For reasons that I will get to later, I'll begin with a newsflash that no one really cares about: not all blacks in America are descendants of slaves. It never ceases to amaze how many times I have had to interject this self-evident and yet often overlooked truth into "serious" discussions on the topic of race with friends and associates.

Some time ago, this would not have bothered me. On a variety of topics, I had always believed Americans to be a curious and intelligent people. Therefore, I always gave my fellow citizens the benefit of the doubt regarding their various understandings of our pesky and convoluted race issues. If on the surface they seemed not to get it, when seriously prodded, I always assumed that they eventually would.

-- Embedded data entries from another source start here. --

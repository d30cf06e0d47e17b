//! Import pieces from the legacy JSON data file.

use std::path::Path;

use anyhow::Context;
use portfolio_db::models::piece::PotteryPiece;
use portfolio_db::repositories::PieceRepo;
use portfolio_db::DbPool;
use serde::Deserialize;

/// Top-level shape of the legacy data file. Records stay untyped so one
/// bad record does not sink the rest.
#[derive(Debug, Deserialize)]
struct ImportFile {
    pieces: Vec<serde_json::Value>,
}

/// Outcome of an import run.
#[derive(Debug, Default, PartialEq, Eq)]
pub struct ImportReport {
    pub imported: usize,
    pub failed: usize,
}

impl ImportReport {
    pub fn total(&self) -> usize {
        self.imported + self.failed
    }
}

/// Parse the data file's contents into raw piece records.
pub fn parse(contents: &str) -> anyhow::Result<Vec<serde_json::Value>> {
    let file: ImportFile =
        serde_json::from_str(contents).context("Import file is not a valid pieces document")?;
    Ok(file.pieces)
}

/// Convert one raw record into a piece.
pub fn to_piece(record: serde_json::Value) -> anyhow::Result<PotteryPiece> {
    serde_json::from_value(record).context("Invalid piece record")
}

/// Label for a record in progress output, even when it fails to convert.
fn record_label(record: &serde_json::Value, index: usize) -> String {
    match record.get("id") {
        Some(serde_json::Value::String(id)) => id.clone(),
        Some(other) => other.to_string(),
        None => format!("#{}", index + 1),
    }
}

/// Upsert every piece in `path`. A record that fails to convert or to
/// upsert is reported and skipped.
pub async fn run(pool: &DbPool, path: &Path) -> anyhow::Result<ImportReport> {
    let contents = std::fs::read_to_string(path)
        .with_context(|| format!("Failed to read {}", path.display()))?;
    let records = parse(&contents)?;
    println!("Found {} piece(s) in {}", records.len(), path.display());

    let mut report = ImportReport::default();
    for (index, record) in records.into_iter().enumerate() {
        let label = record_label(&record, index);
        let piece = match to_piece(record) {
            Ok(piece) => piece,
            Err(e) => {
                tracing::error!(
                    record = %label,
                    error = %format!("{e:#}"),
                    "Invalid piece record"
                );
                println!("  FAILED    {label}: {e:#}");
                report.failed += 1;
                continue;
            }
        };

        match PieceRepo::upsert_imported(pool, &piece).await {
            Ok(_) => {
                println!("  imported  {} ({})", piece.title, piece.id);
                report.imported += 1;
            }
            Err(e) => {
                tracing::error!(id = %piece.id, error = %e, "Failed to import piece");
                println!("  FAILED    {} ({}): {e}", piece.title, piece.id);
                report.failed += 1;
            }
        }
    }

    println!("Imported {}, failed {}", report.imported, report.failed);
    Ok(report)
}
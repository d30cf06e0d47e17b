//! Admin handlers for contact submissions.

use axum::extract::State;
use axum::http::StatusCode;
use axum::Json;
use portfolio_core::contact::SubmissionStatus;
use portfolio_core::error::CoreError;
use portfolio_core::types::RecordId;
use portfolio_db::models::contact_submission::ContactSubmission;
use portfolio_db::repositories::ContactSubmissionRepo;
use serde::Deserialize;

use crate::error::{AppError, AppResult};
use crate::extract::{AppJson, AppPath, AppQuery};
use crate::middleware::auth::RequireAdmin;
use crate::state::AppState;

const ENTITY: &str = "ContactSubmission";

/// Query parameters for `GET /admin/submissions`.
#[derive(Debug, Deserialize)]
pub struct SubmissionListParams {
    pub status: Option<String>,
}

/// Request body for `PATCH /admin/submissions/{id}`.
#[derive(Debug, Deserialize)]
pub struct UpdateStatusRequest {
    pub status: Option<String>,
}

/// GET /api/admin/submissions
pub async fn list(
    State(state): State<AppState>,
    _admin: RequireAdmin,
    AppQuery(params): AppQuery<SubmissionListParams>,
) -> AppResult<Json<Vec<ContactSubmission>>> {
    let status = params
        .status
        .filter(|s| !s.is_empty())
        .map(|s| s.parse::<SubmissionStatus>())
        .transpose()?;
    let submissions = ContactSubmissionRepo::list(&state.pool, status).await?;
    Ok(Json(submissions))
}

/// PATCH /api/admin/submissions/{id}
///
/// Any status may follow any other.
pub async fn update_status(
    State(state): State<AppState>,
    _admin: RequireAdmin,
    AppPath(id): AppPath<RecordId>,
    AppJson(input): AppJson<UpdateStatusRequest>,
) -> AppResult<Json<ContactSubmission>> {
    let status: SubmissionStatus = input
        .status
        .ok_or_else(|| CoreError::Validation("Status is required".into()))?
        .parse()?;

    let submission = ContactSubmissionRepo::update_status(&state.pool, &id, status)
        .await?
        .ok_or(AppError::Core(CoreError::NotFound { entity: ENTITY, id }))?;
    tracing::info!(id = %submission.id, %status, "Submission status updated");
    Ok(Json(submission))
}

/// DELETE /api/admin/submissions/{id}
pub async fn delete(
    State(state): State<AppState>,
    _admin: RequireAdmin,
    AppPath(id): AppPath<RecordId>,
) -> AppResult<StatusCode> {
    if ContactSubmissionRepo::delete(&state.pool, &id).await? {
        tracing::info!(%id, "Submission deleted");
        Ok(StatusCode::NO_CONTENT)
    } else {
        Err(AppError::Core(CoreError::NotFound { entity: ENTITY, id }))
    }
}
//! Pottery portfolio API server library.
//!
//! Exposes config, state, error handling, auth and routes so integration
//! tests and the binary entrypoint build the same application.

pub mod auth;
pub mod config;
pub mod error;
pub mod extract;
pub mod handlers;
pub mod middleware;
pub mod router;
pub mod routes;
pub mod state;
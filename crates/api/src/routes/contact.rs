use axum::routing::post;
use axum::Router;

use crate::handlers::contact;
use crate::state::AppState;

/// Routes mounted at `/contact`.
///
/// ```text
/// POST /    -> submit
/// ```
pub fn router() -> Router<AppState> {
    Router::new().route("/", post(contact::submit))
}
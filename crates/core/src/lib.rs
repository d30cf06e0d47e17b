//! Domain types and pure validation logic for the pottery portfolio.
//!
//! Nothing in this crate touches the network or the database; the `db`,
//! `cloudinary` and `api` crates build on these types.

pub mod contact;
pub mod error;
pub mod pottery;
pub mod types;
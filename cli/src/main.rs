//! CLI entrypoint for agent-courier
//!
//! This is the main binary that wires together all layers using
//! dependency injection.

use anyhow::{Context, Result, anyhow, bail};
use clap::Parser;
use courier_application::{ConversationLogger, CoordinationProgress, NoProgress};
use courier_domain::{CoordinationStatus, Request};
use courier_infrastructure::{
    ConfigLoader, JsonlConversationLogger, RuleBasedBrain, build_coordinator,
};
use courier_presentation::{ChatRepl, Cli, ConsoleFormatter, ProgressReporter};
use std::process::ExitCode;
use std::sync::Arc;
use tracing::{info, warn};
use tracing_appender::non_blocking::WorkerGuard;
use tracing_subscriber::EnvFilter;

/// Log to stderr so stdout carries only the response
fn init_logging(verbose: u8) -> WorkerGuard {
    // RUST_LOG wins over -v
    let filter = EnvFilter::try_from_default_env().unwrap_or_else(|_| match verbose {
        0 => EnvFilter::new("warn"),
        1 => EnvFilter::new("info"),
        2 => EnvFilter::new("debug"),
        _ => EnvFilter::new("trace"), // -vvv or more
    });

    let (writer, guard) = tracing_appender::non_blocking(std::io::stderr());
    tracing_subscriber::fmt()
        .with_env_filter(filter)
        .with_target(false)
        .with_writer(writer)
        .init();

    guard
}

#[tokio::main]
async fn main() -> Result<ExitCode> {
    // A missing .env file is fine
    let dotenv = dotenvy::dotenv();

    let cli = Cli::parse();
    let _guard = init_logging(cli.verbose);
    if let Ok(path) = dotenv {
        info!(path = %path.display(), "Loaded environment file");
    }

    if cli.show_config {
        ConfigLoader::print_config_sources();
        return Ok(ExitCode::SUCCESS);
    }

    let config = if cli.no_config {
        ConfigLoader::load_defaults()
    } else {
        ConfigLoader::load(cli.config.as_ref())
    }
    .map_err(|e| anyhow!("Failed to load configuration: {}", e))?;
    config.validate().context("Invalid configuration")?;

    if !config.output.color {
        ConsoleFormatter::disable_color();
    }

    let log_path = cli.log_file.clone().or_else(|| config.logging.conversation_log.clone());
    let conversation_logger = log_path.and_then(|path| {
        let logger = JsonlConversationLogger::new(&path);
        if logger.is_none() {
            warn!(path = %path.display(), "Conversation log disabled");
        }
        logger.map(|l| Arc::new(l) as Arc<dyn ConversationLogger>)
    });

    // === Dependency Injection ===
    let brain = Arc::new(RuleBasedBrain::new());
    let coordinator = build_coordinator(&config, brain, conversation_logger)
        .await
        .map_err(|e| anyhow!("Failed to set up agents: {}", e))?;

    if cli.list_tools {
        for agent in coordinator.agents() {
            if let Some(runner) = coordinator.runner(agent.system()) {
                print!("{}", ConsoleFormatter::format_tools(&agent, runner.tool_spec()));
            }
        }
        return Ok(ExitCode::SUCCESS);
    }

    let format = cli
        .output
        .map(Into::into)
        .or(config.output.format)
        .unwrap_or_default();

    // Chat mode
    if cli.chat {
        ChatRepl::new(coordinator)
            .with_progress(!cli.quiet)
            .with_format(format)
            .run()
            .await?;
        return Ok(ExitCode::SUCCESS);
    }

    // Single request mode - request is required
    let Some(text) = cli.request else {
        bail!("A request is required. Use --chat for interactive mode.");
    };
    let request = Request::new(text)?;

    let progress: Box<dyn CoordinationProgress> = if cli.quiet {
        Box::new(NoProgress)
    } else {
        Box::new(ProgressReporter::new())
    };
    let outcome = coordinator.execute(&request, progress.as_ref()).await;

    println!("{}", ConsoleFormatter::format(&outcome, format));

    Ok(match outcome.status {
        CoordinationStatus::Completed | CoordinationStatus::AwaitingInput { .. } => {
            ExitCode::SUCCESS
        }
        CoordinationStatus::Halted { .. } | CoordinationStatus::Unrouted => ExitCode::FAILURE,
    })
}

In those days, I loved to talk about race. I relished opportunities that allowed for my point of view on race relations in America. Especially during trips abroad, with great pride, I defended the subtlety of the American intellect and the resolve of our national character, arguing that no other nation in history had confronted its race problems with more passion, sincerity, and determination. I challenged skeptical Europeans, cynical Africans, and a slew of others to name any nation in the history of mankind that has -- in the name of race relations -- fought a full-blown Civil War, contrived widely known movements and demonstrations, and amended its Constitution, all of which changed the course of its own history, not to mention that of so many other nations...a nation whose major characters of the events aforementioned have come to symbolize the very idea of racial peace and reconciliation throughout the world. Rarely did I have to entertain a rebuttal.

Lately, though, especially in this age of Obama, I have begun to wonder if back then I was being called a "stupid American" behind my back. After all, many of the momentous events to which I referred were part of America's victorious and weighty past. What about now? What if anything does the average American know about race relations today? Can we speak intelligently and in a forward-thinking way about racial and cultural subjects, or have we resigned ourselves to giving O.J. Simpson, Rodney King, Tawana Brawley, and more recently, Rev. Wright permanent seats at our proverbial roundtables on race?  

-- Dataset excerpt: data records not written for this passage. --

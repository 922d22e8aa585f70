//! Port for structured conversation logging.
//!
//! Defines the [`ConversationLogger`] trait for recording coordination events
//! (incoming request, route plan, agent steps, tool calls, final response) to
//! a structured log.
//!
//! This is separate from `tracing`-based operation logs: tracing handles
//! human-readable diagnostic messages, while this port captures the full
//! transcript of a request in a machine-readable format (JSONL).

use serde_json::Value;

/// A structured conversation event for logging.
pub struct ConversationEvent {
    /// Event type identifier (e.g., "route_plan", "tool_call", "agent_step").
    pub event_type: &'static str,
    /// JSON payload with event-specific data.
    pub payload: Value,
}

impl ConversationEvent {
    pub fn new(event_type: &'static str, payload: Value) -> Self {
        Self {
            event_type,
            payload,
        }
    }
}

/// Port for logging conversation events to a structured log.
///
/// `log` is synchronous and infallible; logging failures never disturb
/// request handling.
pub trait ConversationLogger: Send + Sync {
    /// Record a conversation event.
    fn log(&self, event: ConversationEvent);
}

/// No-op implementation for tests and when logging is disabled.
pub struct NoConversationLogger;

impl ConversationLogger for NoConversationLogger {
    fn log(&self, _event: ConversationEvent) {}
}
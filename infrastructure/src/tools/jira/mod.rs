//! Jira tools: issue tracking, workflow transitions and agile sprints.

pub mod backend;
pub mod provider;
pub mod rest;

pub use backend::JiraBackend;
pub use provider::{JiraProvider, jira_tool_definitions};
pub use rest::JiraRestClient;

What can be said about a nation that does not understand the depth and complexity of its own racial history? Or for a nation that takes for that history for granted? Why do Americans insist upon pigeonholing their compatriots based on antediluvian, Reconstruction-era racial categories and mangled histories which thoughtlessly lump together a people with such a diversity of remarkable cultural experiences?

I ask these questions because I am at a loss. One would think that the sheer complexity and variety of new racial topics that the Obama presidency has spurred would be a harbinger of more nuanced discourse on the subject. Instead, a view from the couch and a quick read online shows that Americans are proving themselves mere lightweights when it comes to understanding and putting forth meaningful expositions on themes surrounding race and culture.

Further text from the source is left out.